今回のバンコク行きでの懸念は、直前に飛び込んできた父親の怪我を除けば、昨年から断続的に続いている反政府デモの動向だった。1月13日から首都封鎖デモがあると聞き、在タイ日本大使館のWebサイトに掲載されていた地図にアクセスした僕らは、思わず唸った。クラウンプラザホテルが封鎖ポイントの一つじゃないかと。
首都封鎖デモ(Shutdown Bangkok)は、市内7カ所の交差点を占拠する。それはガバメントコンプレックス、ラープラーオ交差点、戦勝記念塔、パトゥムワン交差点、ラチャプラソン交差点、アソーク交差点、ルンピニ公園。僕らは当初官公庁街、王宮付近でデモするもんだと考えていて、自分たちは無関係だろうと高をくくっていた。

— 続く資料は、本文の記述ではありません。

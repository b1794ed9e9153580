use std::path::PathBuf;

use collector_logging::collector_debug;

use crate::filename::content_filename;
use crate::persist::AtomicFileWriter;
use crate::{Address, Content, ResolveError};

/// Derives the next address to crawl from fetched [`Content`].
///
/// `Ok(None)` marks the content as terminal. Called concurrently from many
/// resolve units.
#[async_trait::async_trait]
pub trait Resolver: Send + Sync {
    async fn resolve(&self, content: &Content) -> Result<Option<Address>, ResolveError>;
}

/// Saves every resource under an output directory and never follows up.
#[derive(Debug, Clone)]
pub struct PersistingResolver {
    writer: AtomicFileWriter,
}

impl PersistingResolver {
    pub fn new(output_dir: PathBuf) -> Self {
        Self {
            writer: AtomicFileWriter::new(output_dir),
        }
    }
}

#[async_trait::async_trait]
impl Resolver for PersistingResolver {
    async fn resolve(&self, content: &Content) -> Result<Option<Address>, ResolveError> {
        let filename = content_filename(&content.name, &content.kind, &content.payload);
        let writer = self.writer.clone();
        let payload = content.payload.clone();
        let target = tokio::task::spawn_blocking(move || writer.write(&filename, &payload))
            .await
            .map_err(|err| ResolveError::Unprocessable {
                kind: content.kind.clone(),
                message: err.to_string(),
            })??;
        collector_debug!(
            "Persisted {} bytes of {} content to {:?}",
            content.payload.len(),
            content.kind,
            target
        );
        Ok(None)
    }
}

1月11日夕刻、バンコク入りした僕らは、爽やかな気候に包まれてはしゃいでいた。
だけど13日以降は、場合によってはスワンナプーム国際空港付近へホテルを移すことも考えなきゃなとか、ホテル移動はなくとも最終日の空港までの足をどうするかなど、食事をしながら話し合い、情報収集に努めていた。サイアムで買い物したいという彼氏の用事は1月12日中に済ませた。最悪13日以降はホテルに缶詰だ。彼氏の同僚さんによると日本人の間では食料備蓄を推奨するメールが出回っているとか。そんな不穏な空気が漂っているサラディーン駅付近は、週末だというのに通行人の数が明らかに少ない。これはやばいことになるかもなあと、そんなことを言いながら僕らは眠りについた。
朝、遠くから響いてくる叫び声に起こされた。
朝5時だった。
カーテンを開けると、窓の外は雲が切れて、ねっとりと朱に染まった朝焼けが広がっている。黒い影のような高層ビルを朝焼けが染め上げてゆく光景は、悪魔が降臨するニューヨークを描いたハリウッド映画のようなおどろおどろしさだった。
目をこらすと、デュシタニバンコクホテルの前にバリケードが築かれていて、ラーマ4世通りを走る車はそこで追い返されている。シーロム通りもバイクしか走っていない。バンヤンツリーホテル方面に向かうサラディーン通りは、タクシーが動いている。あちら方面には抜けることができるらしい。
すぐ近くでホバリングしている警察のヘリコプターが見える。
部屋を出て、31階フロアからルンピニー公園が見える場所まで移動してみた。
公園入り口には大きなステージが出来ていて、おっさんがアジ演説を絶叫している。
国旗を振る人たちの姿。
ステージの後に見える無数の野宿テント。
地上でなにが始まっているのか。